The Sorrows’ sound centers around singer-songwriter Karen Pittelman’s high, lilting vocals and Elana Redfield’s lonesome pedal steel guitar mixed with the dark twang and steady beat of the 1970s country-rock the band grew up on. Pittelman, Redfield, and drummer Tami Johnson formed the Brooklyn-based band in 2011. In 2012 they released the EP Ocean Born Mary about a ghost story from Redfield’s New Hampshire hometown. In 2014, they put out their first full-length record, The Names of Things, which was voted one of the Freeform American Roots Chart’s best debut albums of the year. A constant fixture in New York’s clubs and bars, the Sorrows have continued to build a strong local following as well as touring throughout the east coast from New England to New Orleans.
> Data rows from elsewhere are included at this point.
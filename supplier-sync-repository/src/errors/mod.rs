//! Error types for the supplier sync repository.
//!
//! This module provides a unified error type for all index operations.

mod index_error;

pub use index_error::IndexError;
//! Orchestrator module for the supplier sync pipeline.
//!
//! Coordinates the token provider, collector, loader and cutoff store for one run.

use std::sync::Arc;

use chrono::{DateTime, Utc};
use supplier_sync_repository::BatchOperationSummary;
use supplier_sync_shared::SyncMode;
use tracing::{error, info, instrument, warn};

use crate::errors::PipelineError;
use crate::loader::SupplierLoader;
use crate::processor::{CollectorConfig, SupplierCollector};
use crate::source::{SourceConnector, TokenProvider};
use crate::state::CutoffStore;

/// Configuration for the orchestrator.
#[derive(Debug, Clone)]
pub struct OrchestratorConfig {
    /// Settings handed to the collector built for each run.
    pub collector: CollectorConfig,
    /// Keep the previous cutoff when any upload failed.
    pub hold_cutoff_on_upload_failure: bool,
}

impl OrchestratorConfig {
    pub fn new(collector: CollectorConfig) -> Self {
        Self {
            collector,
            hold_cutoff_on_upload_failure: false,
        }
    }
}

/// Outcome of one completed run.
#[derive(Debug, Clone)]
pub struct RunReport {
    pub mode: SyncMode,
    /// Captured before any request; becomes the next cutoff.
    pub started_at: DateTime<Utc>,
    pub suppliers_collected: usize,
    pub upload: BatchOperationSummary,
    pub cutoff_advanced: bool,
}

impl RunReport {
    /// True iff every collected supplier was uploaded.
    pub fn is_success(&self) -> bool {
        self.upload.is_success()
    }
}

/// Drives one sync run from token to cutoff.
pub struct Orchestrator {
    token_provider: Arc<dyn TokenProvider>,
    connector: Arc<dyn SourceConnector>,
    loader: SupplierLoader,
    cutoff_store: Arc<dyn CutoffStore>,
    config: OrchestratorConfig,
}

impl Orchestrator {
    /// Create a new orchestrator with the given components.
    pub fn new(
        token_provider: Arc<dyn TokenProvider>,
        connector: Arc<dyn SourceConnector>,
        loader: SupplierLoader,
        cutoff_store: Arc<dyn CutoffStore>,
        config: OrchestratorConfig,
    ) -> Self {
        Self {
            token_provider,
            connector,
            loader,
            cutoff_store,
            config,
        }
    }

    /// Run one sync cycle.
    ///
    /// A token failure, an unparseable supplier page or a cutoff store failure
    /// aborts the run before the cutoff is touched. Upload failures do not
    /// abort; they are reported in [`RunReport::upload`].
    #[instrument(skip(self), fields(mode = %mode))]
    pub async fn run(&self, mode: SyncMode) -> Result<RunReport, PipelineError> {
        let started_at = Utc::now();
        info!(started_at = %started_at, "Starting supplier sync run");

        let token = self.token_provider.access_token().await.map_err(|e| {
            error!(error = %e, "Could not acquire source token");
            e
        })?;

        let modified_after = match mode {
            SyncMode::Full => None,
            SyncMode::Incremental => {
                let cutoff = self
                    .cutoff_store
                    .load()
                    .await?
                    .unwrap_or(DateTime::<Utc>::MIN_UTC);
                info!(cutoff = %cutoff, "Collecting suppliers modified after cutoff");
                Some(cutoff)
            }
        };

        let collector =
            SupplierCollector::new(self.connector.connect(token), self.config.collector.clone());
        let suppliers = collector.collect(modified_after).await.map_err(|e| {
            error!(error = %e, "Supplier collection aborted");
            e
        })?;

        let upload = self.loader.load(&suppliers).await;

        let cutoff_advanced = if self.config.hold_cutoff_on_upload_failure && !upload.is_success() {
            warn!(
                failed = upload.failed,
                "Keeping previous cutoff so failed suppliers are retried"
            );
            false
        } else {
            self.cutoff_store.save(started_at).await?;
            true
        };

        let report = RunReport {
            mode,
            started_at,
            suppliers_collected: suppliers.len(),
            upload,
            cutoff_advanced,
        };

        info!(
            suppliers = report.suppliers_collected,
            succeeded = report.upload.succeeded,
            failed = report.upload.failed,
            cutoff_advanced = report.cutoff_advanced,
            "Supplier sync run finished"
        );

        Ok(report)
    }
}
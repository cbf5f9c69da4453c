//! Microsoft Graph provider implementation.
//!
//! This module provides the concrete implementation of `IndexProvider`
//! using the Graph external items API.

use async_trait::async_trait;
use reqwest::StatusCode;
use serde::Deserialize;
use tracing::{debug, error, info};
use url::Url;

use crate::config::{GraphConfig, GRAPH_API_VERSION};
use crate::errors::IndexError;
use crate::graph::auth::GraphTokenCache;
use crate::interfaces::IndexProvider;
use crate::types::ExternalItem;
use crate::utils;

/// `OData` error response from Microsoft Graph.
#[derive(Debug, Deserialize)]
struct ODataError {
    error: ODataErrorBody,
}

/// `OData` error body.
#[derive(Debug, Deserialize)]
struct ODataErrorBody {
    #[serde(default)]
    code: String,
    #[serde(default)]
    message: String,
}

/// Graph external connection provider.
///
/// # Example
///
/// ```ignore
/// use supplier_sync_repository::{GraphConfig, GraphProvider, IndexProvider};
///
/// let config = GraphConfig::new("tenant-id", "client-id", "client-secret");
/// let provider = GraphProvider::new(config)?;
///
/// // Creates the item if it doesn't exist, replaces it if it does
/// provider.upsert_item("oraclesuppliers", &item).await?;
/// ```
pub struct GraphProvider {
    http_client: reqwest::Client,
    tokens: GraphTokenCache,
    base_url: Url,
}

impl GraphProvider {
    /// Create a new Graph provider.
    ///
    /// # Returns
    ///
    /// * `Ok(GraphProvider)` - A new provider instance
    /// * `Err(IndexError)` - If the Graph base URL is invalid
    pub fn new(config: GraphConfig) -> Result<Self, IndexError> {
        let base_url = Url::parse(&config.graph_base_url)
            .map_err(|e| IndexError::connection(format!("Invalid Graph URL: {}", e)))?;
        let http_client = reqwest::Client::new();

        info!(
            graph_url = %base_url,
            tenant_id = %config.tenant_id,
            "Created Graph provider"
        );

        Ok(Self {
            tokens: GraphTokenCache::new(config, http_client.clone()),
            http_client,
            base_url,
        })
    }

    /// URL of one item in a connection.
    fn item_url(&self, connection_id: &str, item_id: &str) -> Result<Url, IndexError> {
        let mut url = self.base_url.clone();
        url.path_segments_mut()
            .map_err(|_| IndexError::connection("Graph URL cannot be a base"))?
            .pop_if_empty()
            .extend([
                GRAPH_API_VERSION,
                "external",
                "connections",
                connection_id,
                "items",
                item_id,
            ]);
        Ok(url)
    }

    /// Map an unsuccessful Graph response to an upsert error.
    async fn rejection(response: reqwest::Response) -> IndexError {
        let status = response.status();
        let body = response.text().await.unwrap_or_default();

        match serde_json::from_str::<ODataError>(&body) {
            Ok(odata) => IndexError::upsert(status.as_u16(), odata.error.code, odata.error.message),
            Err(_) => IndexError::upsert(
                status.as_u16(),
                status.canonical_reason().unwrap_or("Unknown"),
                body,
            ),
        }
    }
}

#[async_trait]
impl IndexProvider for GraphProvider {
    /// Create or replace an external item.
    ///
    /// A `401` response drops the cached token so the next item requests a new one.
    async fn upsert_item(
        &self,
        connection_id: &str,
        item: &ExternalItem,
    ) -> Result<(), IndexError> {
        utils::validate_item_id(&item.id)?;

        let url = self.item_url(connection_id, &item.id)?;
        let token = self.tokens.get_token().await?;

        let response = self
            .http_client
            .put(url)
            .bearer_auth(&token)
            .json(item)
            .send()
            .await
            .map_err(|e| IndexError::connection(e.to_string()))?;

        let status = response.status();
        if !status.is_success() {
            if status == StatusCode::UNAUTHORIZED {
                self.tokens.invalidate().await;
            }
            let err = Self::rejection(response).await;
            error!(item_id = %item.id, error = %err, "Upsert request failed");
            return Err(err);
        }

        debug!(item_id = %item.id, status = %status, "Item upserted");
        Ok(())
    }
}

#[cfg(test)]
mod tests {
    use super::*;
    use crate::types::{Acl, ContentType, ItemContent, ItemProperties};
    use serde_json::json;
    use wiremock::matchers::{body_partial_json, header, method, path};
    use wiremock::{Mock, MockServer, ResponseTemplate};

    fn item(id: &str) -> ExternalItem {
        ExternalItem {
            id: id.to_string(),
            acl: vec![Acl::everyone("tenant-1")],
            properties: ItemProperties {
                supplier_id: id.to_string(),
                supplier: format!("Supplier {}", id),
                status: "ACTIVE".to_string(),
                business_relationship: "SPEND_AUTHORIZED".to_string(),
                tax_organization_type: "CORPORATION".to_string(),
                url: format!("https://erp.example.com/suppliers/{}", id),
                icon_url: "https://cdn.example.com/icon.png".to_string(),
            },
            content: ItemContent {
                value: "body".to_string(),
                content_type: ContentType::Text,
            },
        }
    }

    async fn provider_for(server: &MockServer) -> GraphProvider {
        Mock::given(method("POST"))
            .and(path("/tenant-1/oauth2/v2.0/token"))
            .respond_with(ResponseTemplate::new(200).set_body_json(json!({
                "access_token": "graph-token",
                "expires_in": 3600
            })))
            .mount(server)
            .await;

        let config = GraphConfig::new("tenant-1", "client", "secret")
            .with_endpoints(server.uri(), server.uri());
        GraphProvider::new(config).unwrap()
    }

    #[tokio::test]
    async fn test_upsert_item_puts_to_item_url() {
        let server = MockServer::start().await;
        let provider = provider_for(&server).await;

        Mock::given(method("PUT"))
            .and(path("/v1.0/external/connections/suppliers/items/100"))
            .and(header("authorization", "Bearer graph-token"))
            .and(body_partial_json(json!({
                "properties": { "supplierId": "100" },
                "content": { "type": "text" }
            })))
            .respond_with(ResponseTemplate::new(200))
            .expect(1)
            .mount(&server)
            .await;

        provider.upsert_item("suppliers", &item("100")).await.unwrap();
    }

    #[tokio::test]
    async fn test_upsert_item_reports_odata_error() {
        let server = MockServer::start().await;
        let provider = provider_for(&server).await;

        Mock::given(method("PUT"))
            .respond_with(ResponseTemplate::new(400).set_body_json(json!({
                "error": { "code": "InvalidRequest", "message": "Schema not registered" }
            })))
            .mount(&server)
            .await;

        let err = provider.upsert_item("suppliers", &item("100")).await.unwrap_err();
        match err {
            IndexError::UpsertError {
                status,
                code,
                message,
            } => {
                assert_eq!(status, 400);
                assert_eq!(code, "InvalidRequest");
                assert_eq!(message, "Schema not registered");
            }
            other => panic!("Expected UpsertError, got {:?}", other),
        }
    }

    #[tokio::test]
    async fn test_bulk_upsert_continues_after_failure() {
        let server = MockServer::start().await;
        let provider = provider_for(&server).await;

        Mock::given(method("PUT"))
            .and(path("/v1.0/external/connections/suppliers/items/A"))
            .respond_with(ResponseTemplate::new(200))
            .expect(1)
            .mount(&server)
            .await;
        Mock::given(method("PUT"))
            .and(path("/v1.0/external/connections/suppliers/items/B"))
            .respond_with(ResponseTemplate::new(503).set_body_string("unavailable"))
            .expect(1)
            .mount(&server)
            .await;
        Mock::given(method("PUT"))
            .and(path("/v1.0/external/connections/suppliers/items/C"))
            .respond_with(ResponseTemplate::new(204))
            .expect(1)
            .mount(&server)
            .await;

        let summary = provider
            .bulk_upsert_items("suppliers", &[item("A"), item("B"), item("C")])
            .await;

        assert_eq!(summary.total, 3);
        assert_eq!(summary.succeeded, 2);
        assert_eq!(summary.failed, 1);
        assert!(!summary.is_success());
        assert_eq!(summary.results[1].item_id, "B");
        assert_eq!(
            summary.results[1].error.as_ref().and_then(IndexError::status),
            Some(503)
        );
    }

    #[tokio::test]
    async fn test_upsert_rejects_invalid_id_without_request() {
        let server = MockServer::start().await;
        let provider = provider_for(&server).await;

        Mock::given(method("PUT"))
            .respond_with(ResponseTemplate::new(200))
            .expect(0)
            .mount(&server)
            .await;

        let err = provider.upsert_item("suppliers", &item("a/b")).await.unwrap_err();
        assert!(matches!(err, IndexError::ValidationError(_)));
    }
}
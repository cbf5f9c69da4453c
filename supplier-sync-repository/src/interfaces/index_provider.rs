//! Index provider trait definition.
//!
//! This module defines the abstract interface for index write operations,
//! allowing for different backend implementations and mocks in tests.

use async_trait::async_trait;
use tracing::debug;

use crate::errors::IndexError;
use crate::types::{BatchOperationSummary, ExternalItem};

/// Abstracts the index that supplier documents are pushed into.
///
/// Implementations are injected into the loader to enable dependency injection
/// and easy testing with mock implementations.
///
/// # Note on Document Creation
///
/// There is no separate create function. `upsert_item` creates the item if it
/// doesn't exist and replaces it if it does, keyed only by the item id.
#[async_trait]
pub trait IndexProvider: Send + Sync {
    /// Create or replace one item in the given connection.
    ///
    /// # Arguments
    ///
    /// * `connection_id` - The destination connection (index) identifier
    /// * `item` - The item to write
    ///
    /// # Returns
    ///
    /// * `Ok(())` - If the item was written
    /// * `Err(IndexError)` - If the item was rejected or could not be sent
    async fn upsert_item(&self, connection_id: &str, item: &ExternalItem)
        -> Result<(), IndexError>;

    /// Upsert items one at a time, in order, and summarize the outcome.
    ///
    /// A failing item never stops the loop; its error is recorded in the summary
    /// and the next item is attempted.
    async fn bulk_upsert_items(
        &self,
        connection_id: &str,
        items: &[ExternalItem],
    ) -> BatchOperationSummary {
        let mut summary = BatchOperationSummary::default();

        for item in items {
            let outcome = self.upsert_item(connection_id, item).await;
            debug!(item_id = %item.id, success = outcome.is_ok(), "Upserted item");
            summary.record(item.id.clone(), outcome);
        }

        summary
    }
}
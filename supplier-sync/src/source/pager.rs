//! Offset pagination over a [`RestSource`].

use std::sync::Arc;

use supplier_sync_shared::Item;

use crate::source::client::{FetchError, Page, PageRequest, RestSource};

/// Items requested per page.
pub const PAGE_SIZE: usize = 100;

/// Pagination state for one resource.
#[derive(Debug, Clone, Copy, PartialEq, Eq)]
pub struct PageCursor {
    pub offset: usize,
    pub has_more: bool,
    pub page_size: usize,
}

impl Default for PageCursor {
    fn default() -> Self {
        Self {
            offset: 0,
            has_more: true,
            page_size: PAGE_SIZE,
        }
    }
}

impl PageCursor {
    fn advance(&mut self, has_more: bool) {
        self.offset += self.page_size;
        self.has_more = has_more;
    }

    fn finish(&mut self) {
        self.has_more = false;
    }
}

/// Query refinements applied to every page request.
#[derive(Debug, Clone, Default, PartialEq, Eq)]
pub struct PagerQuery {
    pub fields: Vec<String>,
    pub order_by: Option<String>,
}

impl PagerQuery {
    pub fn fields<S: AsRef<str>>(fields: &[S]) -> Self {
        Self {
            fields: fields.iter().map(|f| f.as_ref().to_string()).collect(),
            order_by: None,
        }
    }

    /// Order results by `field`, newest first.
    pub fn order_by_desc(mut self, field: &str) -> Self {
        self.order_by = Some(format!("{}:desc", field));
        self
    }
}

/// Outcome of one pagination step.
#[derive(Debug)]
pub enum PageStep {
    /// A page of items. More may follow.
    Batch(Vec<Item>),
    /// The server reported no further data.
    Exhausted,
    /// The request failed. The pager is finished; the caller decides what it means.
    Failed(FetchError),
}

/// Walks a paginated resource one page at a time.
///
/// The sequence is finite and cannot be restarted. [`Pager::next_batch`] performs
/// a single request with no retry; callers wanting retry drive
/// [`Pager::fetch_current`] and [`Pager::accept`] themselves.
pub struct Pager {
    source: Arc<dyn RestSource>,
    url: String,
    query: PagerQuery,
    cursor: PageCursor,
}

impl Pager {
    pub fn new(source: Arc<dyn RestSource>, url: impl Into<String>, query: PagerQuery) -> Self {
        Self {
            source,
            url: url.into(),
            query,
            cursor: PageCursor::default(),
        }
    }

    pub fn url(&self) -> &str {
        &self.url
    }

    pub fn cursor(&self) -> PageCursor {
        self.cursor
    }

    pub fn has_more(&self) -> bool {
        self.cursor.has_more
    }

    /// The request for the page at the current offset.
    pub fn request(&self) -> PageRequest {
        let mut query = vec![
            ("limit".to_string(), self.cursor.page_size.to_string()),
            ("onlyData".to_string(), "true".to_string()),
            ("totalResults".to_string(), "true".to_string()),
        ];
        if !self.query.fields.is_empty() {
            query.push(("fields".to_string(), self.query.fields.join(",")));
        }
        if let Some(order_by) = &self.query.order_by {
            query.push(("orderBy".to_string(), order_by.clone()));
        }
        query.push(("offset".to_string(), self.cursor.offset.to_string()));

        PageRequest {
            url: self.url.clone(),
            query,
        }
    }

    /// Issue the request for the current offset without moving the cursor.
    pub async fn fetch_current(&self) -> Result<Page, FetchError> {
        self.source.fetch_page(&self.request()).await
    }

    /// Fold a fetched page into the cursor.
    ///
    /// Returns `None` when the page carried no item list, which finishes the pager.
    pub fn accept(&mut self, page: Page) -> Option<Vec<Item>> {
        match page.items {
            Some(items) => {
                self.cursor.advance(page.has_more);
                Some(items)
            }
            None => {
                self.cursor.finish();
                None
            }
        }
    }

    /// Stop paging after a failed request.
    pub fn abandon(&mut self) {
        self.cursor.finish();
    }

    /// Fetch the next page.
    pub async fn next_batch(&mut self) -> PageStep {
        if !self.cursor.has_more {
            return PageStep::Exhausted;
        }
        match self.fetch_current().await {
            Ok(page) => match self.accept(page) {
                Some(items) => PageStep::Batch(items),
                None => PageStep::Exhausted,
            },
            Err(e) => {
                self.abandon();
                PageStep::Failed(e)
            }
        }
    }
}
The Sorrows are also at the center of a growing queer country scene, creating a community for people who love country music even if country music doesn’t always love them back. For the last six years, they’ve run Brooklyn’s Gay Ole Opry Festival and the Queer Country Quarterly. “Now more than ever, we are grateful to be in community with so many amazing musicians,” Pittelman says. “Country music can tell compelling stories about family, love, heartbreak, and strength. Those stories should include all of our families, all of our love, and especially all of our heartbreak and our strength.”
Glide is proud to premiere “Every We Had” (below) from The Narrow Place, an achingly tender composition that reveals a mature melodic precision rarely heard from country western artists. Karen and The Sorrows live up to their namesake as a living conduit of the barroom tales of yesterday, reminding us of names from Patsy, Dolly, and on down the line….
“Everything We Had” is the last song on the album, and I wanted it to have that lonesome feel of a band playing at a dive bar at 2:00 am, after everyone else has gone home, and the bartender is mopping up. There are a billion breakup songs out there but not nearly as many about both people trying as hard as they could and still failing. That was what I wanted to sing about, “says Pittelman.
“The second verse references the song “River Deep – Mountain High” because, even though it’s technically a love song, the way Tina Turner sings it always breaks my heart. I think it’s that earnest faith of loving someone with everything you’ve got—”I love you just the way I loved that rag doll” (and not just any rag doll, but the only doll Tina ever had!)—that feels so sad to me. It’s like she’s asking: if I give you everything, will that be enough?”
“And I guess when I wrote this song I was thinking about how sometimes the answer is no, ” continues Pittelman. “It was originally much more electric guitar focused, but when we had the amazing J.B. Flatt playing the Wurlitzer in the studio, it was clear that the organ needed to be more center stage. And I really love the tone on Elana’s guitar solo. It’s like she translated exactly how I felt when I wrote this song into a sound.”